The Company shall employ the Executive during the Employment Period as its Vice
President, Finance. The Executive shall report to the Chief Executive Officer of
the Company. During the Employment Period, the Executive shall perform
faithfully and loyally and to the best of the Executive's abilities the duties
assigned to the Executive hereunder and shall devote the Executive's full
business time, attention and effort to the affairs of the Company and its
subsidiaries and shall use the Executive's reasonable best efforts to promote
the interests of the Company and its subsidiaries.
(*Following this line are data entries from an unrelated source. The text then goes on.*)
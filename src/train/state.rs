/*
 * @Description  : 训练进度：阶段划分与判别器的更新节奏
 */

use serde::{Deserialize, Serialize};
use std::fmt;

/// 训练阶段
#[derive(Debug, Clone, Copy, PartialEq, Eq, Hash, Serialize, Deserialize)]
pub enum Phase {
    /// 只以内容损失预训练生成器
    Init,
    /// 生成器与判别器交替更新
    Adversarial,
}

impl Phase {
    pub fn for_epoch(epoch: usize, init_epoch: usize) -> Self {
        if epoch < init_epoch {
            Phase::Init
        } else {
            Phase::Adversarial
        }
    }
}

impl fmt::Display for Phase {
    fn fmt(&self, f: &mut fmt::Formatter<'_>) -> fmt::Result {
        match self {
            Phase::Init => write!(f, "init"),
            Phase::Adversarial => write!(f, "adversarial"),
        }
    }
}

/// 循环计数器，取值在[1, rate]；等于`rate`的那一步更新判别器。
/// 每次进程启动（含从检查点恢复）都从`rate`开始。
#[derive(Debug, Clone, Copy, PartialEq, Eq)]
pub struct UpdateCadence {
    rate: usize,
    counter: usize,
}

impl UpdateCadence {
    pub fn new(rate: usize) -> Self {
        let rate = rate.max(1);
        Self { rate, counter: rate }
    }

    pub fn counter(&self) -> usize {
        self.counter
    }

    pub fn rate(&self) -> usize {
        self.rate
    }

    pub fn should_update_discriminator(&self) -> bool {
        self.counter == self.rate
    }

    /// 一个对抗步结束后调用
    pub fn advance(&mut self) {
        self.counter -= 1;
        if self.counter == 0 {
            self.counter = self.rate;
        }
    }
}

#[derive(Debug, Clone, PartialEq)]
pub struct TrainingState {
    /// 下一个要训练的epoch
    pub current_epoch: usize,
    pub cadence: UpdateCadence,
    /// 最近一次判别器更新的损失，未更新过时为None
    pub last_d_loss: Option<f32>,
}

impl TrainingState {
    pub fn new(training_rate: usize) -> Self {
        Self {
            current_epoch: 0,
            cadence: UpdateCadence::new(training_rate),
            last_d_loss: None,
        }
    }
}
The Executive may engage in
charitable, civic or community activities and, with the prior approval of the
Chief Executive Officer, may serve as a director of any other business
corporation, provided that such activities or service do not interfere with the
Executive's duties hereunder or violate the terms of any of the covenants
contained in Sections 6 or 7 hereof.

            (b) Responsibilities. The Executive shall have the authority and
responsibility commensurate with the position of Vice President, Finance. The
Executive shall also perform such other duties (not inconsistent with the
position of Vice President, Finance) on behalf of the Company and its
subsidiaries as may from time to time be authorized or directed by the Board of
Directors of the Company (the "Board") or by the Chief Executive Officer.
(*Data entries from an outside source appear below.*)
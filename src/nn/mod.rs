pub mod layer;
mod module;
pub mod network;
pub mod optimizer;
mod parameter;
pub mod zoo;

pub use module::Module;
pub use network::{Discriminator, DiscriminatorOutput, FeatureExtractor, Generator, NetworkTrace};
pub use optimizer::{Adam, Optimizer};
pub use parameter::{Gradients, Parameter, StateDict};
pub use zoo::{ConvFeatureExtractor, PatchDiscriminator, StyleGenerator, WeightsError};

#[cfg(test)]
mod tests;
//! pdfmark Render Library
//!
//! Everything that touches pixels: PDF backends, the page renderer and its
//! single-slot render queue, the CPU rasterizer for annotation nodes and
//! transform handles, and the compositor that flattens both layers.

mod compositor;
mod page;
pub mod pdf;
mod queue;
mod raster;
mod renderer;
mod surface;

#[cfg(any(test, feature = "test-support"))]
pub mod fixtures;

pub use compositor::composite;
pub use page::PageRenderer;
pub use pdf::{LopdfBackend, PageSize, PdfBackend, PdfDocument, PdfError};
pub use queue::{QueueOutcome, RenderQueue};
pub use raster::CpuRenderer;
pub use renderer::{RenderContext, RenderResult, Renderer, RendererError};
pub use surface::Surface;

#[cfg(feature = "pdfium")]
pub use pdf::PdfiumBackend;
            3. COMPENSATION. (a) Base Salary. During the Employment Period, the
Company shall pay to the Executive a base salary at the rate of $265,000.00 per
annum ("Base Salary"), payable in accordance with the Company's normal payroll
practices. Such Base Salary shall be reviewed annually, and shall be subject to
such annual increases, if any, as determined by the Compensation Committee of
the Board.

<PAGE>

            (b) Annual Bonus. The Executive shall, in the sole discretion of the
Compensation Committee of the Board, be eligible to receive an annual incentive
bonus for such fiscal year ("Annual Bonus"), based upon the achievement of goals
established by the Compensation Committee. The Compensation Committee of the
Board shall determine, in its sole discretion, whether such goals have been
advised.

            (c) Other Benefits. During the Employment Period, the Executive
shall be entitled to participate in the Company's employee benefit plans
generally available to executives of the Company (such benefits being
hereinafter referred to as the "Employee Benefits"). The Executive shall be
entitled to take time off for vacation or illness in accordance with the
Company's policy for executives and to receive all other fringe benefits as are
from time to time made generally available to executives of the Company.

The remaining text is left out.